生物催化剂，除少数RNA外几乎都是蛋白质。酶不改变反应的平衡，只是通过降低活化能加快反应的速度。

◇全酶（holoenzyme）

具有催化活性的酶，包括所有的必需的亚基、辅基和其它的辅助因子。

◇脱辅基酶蛋白（apoenzyme）

酶中除去催化活性可能需要的有机或无机辅助因子或辅基后的蛋白质部分。

◇酶活力单位（U，active unit）

酶活力的度量单位。1961年国际酶学会议规定：1个酶活力单位是指在特定条件（25℃，其它为最适条件）下，在1分钟内能转化1微摩尔底物的酶量，或是转化底物中1微摩尔的有关基团的酶量。

◇比活(specific activity)

每分钟每毫克酶蛋白在25℃下转化的底物的微摩尔数（μm）。

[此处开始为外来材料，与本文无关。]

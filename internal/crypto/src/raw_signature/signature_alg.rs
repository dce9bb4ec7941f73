// Copyright 2022 Adobe. All rights reserved.
// This file is licensed to you under the Apache License,
// Version 2.0 (http://www.apache.org/licenses/LICENSE-2.0)
// or the MIT license (http://opensource.org/licenses/MIT),
// at your option.

// Unless required by applicable law or agreed to in writing,
// this software is distributed on an "AS IS" BASIS, WITHOUT
// WARRANTIES OR REPRESENTATIONS OF ANY KIND, either express or
// implied. See the LICENSE-MIT and LICENSE-APACHE files for the
// specific language governing permissions and limitations under
// each license.

use std::{fmt, str::FromStr};

use asn1_rs::{Any, Class, FromDer, Header, Tag};
use serde::{Deserialize, Serialize};
use x509_parser::x509::AlgorithmIdentifier;

use crate::{raw_signature::oids::*, KeyAlgorithm};

/// Describes the certificate signature algorithms recognized by this crate.
///
/// Recognizing an algorithm does not mean it can be verified: that depends on
/// which validators the active [`ValidatorRegistry`] holds.
///
/// [`ValidatorRegistry`]: crate::raw_signature::ValidatorRegistry
#[derive(
    Copy, Clone, Debug, Deserialize, Eq, Hash, Ord, PartialEq, PartialOrd, Serialize,
)]
#[non_exhaustive]
pub enum SignatureAlgorithm {
    /// RSASSA-PKCS1-v1_5 using MD2
    #[serde(rename = "rsa-md2")]
    Md2WithRsa,

    /// RSASSA-PKCS1-v1_5 using MD5
    #[serde(rename = "rsa-md5")]
    Md5WithRsa,

    /// RSASSA-PKCS1-v1_5 using SHA-1
    #[serde(rename = "rsa-sha1")]
    Sha1WithRsa,

    /// RSASSA-PKCS1-v1_5 using SHA-256
    #[serde(rename = "rsa-sha256")]
    Sha256WithRsa,

    /// RSASSA-PKCS1-v1_5 using SHA-384
    #[serde(rename = "rsa-sha384")]
    Sha384WithRsa,

    /// RSASSA-PKCS1-v1_5 using SHA-512
    #[serde(rename = "rsa-sha512")]
    Sha512WithRsa,

    /// RSASSA-PSS using SHA-256 and MGF1 with SHA-256
    #[serde(rename = "ps256")]
    Ps256,

    /// RSASSA-PSS using SHA-384 and MGF1 with SHA-384
    #[serde(rename = "ps384")]
    Ps384,

    /// RSASSA-PSS using SHA-512 and MGF1 with SHA-512
    #[serde(rename = "ps512")]
    Ps512,

    /// ECDSA with SHA-256
    #[serde(rename = "es256")]
    Es256,

    /// ECDSA with SHA-384
    #[serde(rename = "es384")]
    Es384,

    /// ECDSA with SHA-512
    #[serde(rename = "es512")]
    Es512,

    /// Edwards-Curve DSA (Ed25519 instance only)
    #[serde(rename = "ed25519")]
    Ed25519,
}

impl SignatureAlgorithm {
    /// Every recognized algorithm, in a stable order.
    pub const ALL: [SignatureAlgorithm; 13] = [
        Self::Md2WithRsa,
        Self::Md5WithRsa,
        Self::Sha1WithRsa,
        Self::Sha256WithRsa,
        Self::Sha384WithRsa,
        Self::Sha512WithRsa,
        Self::Ps256,
        Self::Ps384,
        Self::Ps512,
        Self::Es256,
        Self::Es384,
        Self::Es512,
        Self::Ed25519,
    ];

    /// Return `true` if a public key of type `key` can validate signatures
    /// made with this algorithm.
    pub fn accepts_key(&self, key: &KeyAlgorithm) -> bool {
        match self {
            Self::Md2WithRsa
            | Self::Md5WithRsa
            | Self::Sha1WithRsa
            | Self::Sha256WithRsa
            | Self::Sha384WithRsa
            | Self::Sha512WithRsa => matches!(key, KeyAlgorithm::Rsa),

            Self::Ps256 | Self::Ps384 | Self::Ps512 => {
                matches!(key, KeyAlgorithm::Rsa | KeyAlgorithm::RsaPss)
            }

            Self::Es256 | Self::Es384 | Self::Es512 => matches!(key, KeyAlgorithm::Ec(_)),

            Self::Ed25519 => matches!(key, KeyAlgorithm::Ed25519),
        }
    }

    /// Resolve the algorithm named by an X.509 `AlgorithmIdentifier`.
    ///
    /// Returns `None` for unrecognized OIDs and for RSASSA-PSS parameter sets
    /// other than the three profiles described by [`SignatureAlgorithm`].
    pub(crate) fn from_algorithm_identifier(alg: &AlgorithmIdentifier) -> Option<Self> {
        let oid = &alg.algorithm;

        if *oid == MD2_WITH_RSAENCRYPTION_OID {
            Some(Self::Md2WithRsa)
        } else if *oid == MD5_WITH_RSAENCRYPTION_OID {
            Some(Self::Md5WithRsa)
        } else if *oid == SHA1_WITH_RSAENCRYPTION_OID {
            Some(Self::Sha1WithRsa)
        } else if *oid == SHA256_WITH_RSAENCRYPTION_OID {
            Some(Self::Sha256WithRsa)
        } else if *oid == SHA384_WITH_RSAENCRYPTION_OID {
            Some(Self::Sha384WithRsa)
        } else if *oid == SHA512_WITH_RSAENCRYPTION_OID {
            Some(Self::Sha512WithRsa)
        } else if *oid == RSA_PSS_OID {
            rsa_pss_from_parameters(alg)
        } else if *oid == ECDSA_WITH_SHA256_OID {
            Some(Self::Es256)
        } else if *oid == ECDSA_WITH_SHA384_OID {
            Some(Self::Es384)
        } else if *oid == ECDSA_WITH_SHA512_OID {
            Some(Self::Es512)
        } else if *oid == ED25519_OID {
            Some(Self::Ed25519)
        } else {
            None
        }
    }
}

// Only the SHA-2 profiles with matching MGF1 hash and a salt as long as the
// digest are recognized.
fn rsa_pss_from_parameters(alg: &AlgorithmIdentifier) -> Option<SignatureAlgorithm> {
    let parameters = alg.parameters.as_ref()?;

    let Ok(seq) = parameters.as_sequence() else {
        return None;
    };

    let Ok((_i, (ha_alg, mgf_ai, salt_len))) = seq.parse(|i| {
        let (i, h) = <Header as FromDer>::from_der(i)?;
        if h.class() != Class::ContextSpecific || h.tag() != Tag(0) {
            return Err(nom::Err::Error(asn1_rs::Error::BerValueError));
        }

        let (i, ha_alg) = AlgorithmIdentifier::from_der(i)
            .map_err(|_| nom::Err::Error(asn1_rs::Error::BerValueError))?;

        let (i, h) = <Header as FromDer>::from_der(i)?;
        if h.class() != Class::ContextSpecific || h.tag() != Tag(1) {
            return Err(nom::Err::Error(asn1_rs::Error::BerValueError));
        }

        let (i, mgf_ai) = AlgorithmIdentifier::from_der(i)
            .map_err(|_| nom::Err::Error(asn1_rs::Error::BerValueError))?;

        // saltLength is DEFAULT 20.
        let mut salt_len = 20u32;
        let mut rest = i;
        if !rest.is_empty() {
            let (after_header, h) = <Header as FromDer>::from_der(rest)?;
            if h.class() == Class::ContextSpecific && h.tag() == Tag(2) {
                let (after_salt, value) = <u32 as FromDer>::from_der(after_header)?;
                salt_len = value;
                rest = after_salt;
            }
        }

        // Ignore the trailer field.

        Ok((rest, (ha_alg, mgf_ai, salt_len)))
    }) else {
        return None;
    };

    if mgf_ai.algorithm != MGF1_OID {
        return None;
    }

    let mgf_ai_parameters = mgf_ai.parameters?;

    let Ok(mgf_ai_parameters) = mgf_ai_parameters.as_sequence() else {
        return None;
    };

    let Ok((_i, mgf_ai_params_algorithm)) =
        <Any as FromDer>::from_der(&mgf_ai_parameters.content)
    else {
        return None;
    };

    let Ok(mgf_ai_params_algorithm) = mgf_ai_params_algorithm.as_oid() else {
        return None;
    };

    // Algorithms must be the same.
    if ha_alg.algorithm.to_id_string() != mgf_ai_params_algorithm.to_id_string() {
        return None;
    }

    let (alg, digest_len) = if ha_alg.algorithm == SHA256_OID {
        (SignatureAlgorithm::Ps256, 32)
    } else if ha_alg.algorithm == SHA384_OID {
        (SignatureAlgorithm::Ps384, 48)
    } else if ha_alg.algorithm == SHA512_OID {
        (SignatureAlgorithm::Ps512, 64)
    } else {
        return None;
    };

    (salt_len == digest_len).then_some(alg)
}

impl FromStr for SignatureAlgorithm {
    type Err = UnknownAlgorithmError;

    fn from_str(alg: &str) -> Result<Self, Self::Err> {
        match alg {
            "rsa-md2" => Ok(Self::Md2WithRsa),
            "rsa-md5" => Ok(Self::Md5WithRsa),
            "rsa-sha1" => Ok(Self::Sha1WithRsa),
            "rsa-sha256" => Ok(Self::Sha256WithRsa),
            "rsa-sha384" => Ok(Self::Sha384WithRsa),
            "rsa-sha512" => Ok(Self::Sha512WithRsa),
            "ps256" => Ok(Self::Ps256),
            "ps384" => Ok(Self::Ps384),
            "ps512" => Ok(Self::Ps512),
            "es256" => Ok(Self::Es256),
            "es384" => Ok(Self::Es384),
            "es512" => Ok(Self::Es512),
            "ed25519" => Ok(Self::Ed25519),
            _ => Err(UnknownAlgorithmError(alg.to_owned())),
        }
    }
}

impl fmt::Display for SignatureAlgorithm {
    fn fmt(&self, f: &mut fmt::Formatter<'_>) -> Result<(), fmt::Error> {
        write!(
            f,
            "{}",
            match self {
                Self::Md2WithRsa => "rsa-md2",
                Self::Md5WithRsa => "rsa-md5",
                Self::Sha1WithRsa => "rsa-sha1",
                Self::Sha256WithRsa => "rsa-sha256",
                Self::Sha384WithRsa => "rsa-sha384",
                Self::Sha512WithRsa => "rsa-sha512",
                Self::Ps256 => "ps256",
                Self::Ps384 => "ps384",
                Self::Ps512 => "ps512",
                Self::Es256 => "es256",
                Self::Es384 => "es384",
                Self::Es512 => "es512",
                Self::Ed25519 => "ed25519",
            }
        )
    }
}

#[derive(Debug, PartialEq, Eq)]
/// This error is thrown when converting from a string to
/// [`SignatureAlgorithm`] if the algorithm string is unrecognized.
pub struct UnknownAlgorithmError(pub String);

impl fmt::Display for UnknownAlgorithmError {
    fn fmt(&self, f: &mut fmt::Formatter<'_>) -> Result<(), fmt::Error> {
        write!(f, "UnknownAlgorithmError({})", self.0)
    }
}

impl std::error::Error for UnknownAlgorithmError {}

比活是酶纯度的测量。

◇活化能（activation energy）

将一摩尔反应底物中的所有分子由基态转化为过渡态所需要的能量。

◇活性部位（active site）

酶中含有底物结合部位和参与催化底物转化为产物的氨基酸残基的部分。活性部位通常都位于蛋白质的结构域或亚基之间的裂隙或是蛋白质表面的凹陷部位，通常都是由在三维空间上靠得很近的一些氨基酸残基组成的。

◇酸-碱催化（acid-base catalysis）

质子转移加速反应的催化作用。

◇共价催化（covalent catalysis）

一个底物或底物的一部分与催化剂形成共价键，然后被转移给第二个底物。许多酶催化的基团转移反应都是通过共价催化方式进行的。

◇靠近效应（proximity effect）

非酶促反应或酶促反应速率的增加是由于活性部位处反应剂有效浓度增大（底物靠近活性部位）的结果，这将导致更频繁地形成过渡态。

◇初速度(initial velocity)

酶促反应最初阶段底物转化为产物的速度，这一阶段产物的浓度非常低，其逆反应可以忽略不计。

◇米氏方程（Michaelis-Menten equation）

表示一个酶促反应的起始速度（v）与底物浓度（[S]）关系的速度方程，v＝Vmax[S]/（Km+[S]）。

◇米氏常数（Michaelis constant,）（Km）

对于一个给定反应，导致酶促反应速度的起始速度（v0）达到最大反应速度（Vmax）一半时的底物浓度。

◇催化常数（catalytic number）（Kcat）

也称之转换数(turnover number)。一个动力学常数，是在底物浓度处于饱和状态下，一个酶（或一个酶活性部位）催化一个反应有多快的测量。催化常数等于最大反应速度除以总的酶浓度（Vmax/[E]total），或者是每摩尔酶活性部位每秒钟转化为产物的底物的摩尔数。

◇双倒数作图（double-reciprocal plot）

也称之Lineweaver-Burk作图。一个酶促反应速度的倒数（1/v）对底物浓度的倒数（1/[s]）的作图。X和y轴上的截距分别代表米氏常数（Km）和最大反应速度（Vmax）的倒数。

◇竞争性抑制作用（competitive inhibition）

通过增加底物浓度可以逆转的一种酶抑制类型。一个竞争性抑制剂通常与正常的底物或配体竞争同一个蛋白质的结合部位。这种抑制使得Km增大，而Vmax不变。

◇非竞争性抑制作用（noncompetitive inhibition）

抑制剂不仅与游离酶结合，也可以与酶-底物复合物结合的一种酶促反应抑制作用。这种抑制使得Vmax变小，但Km不变。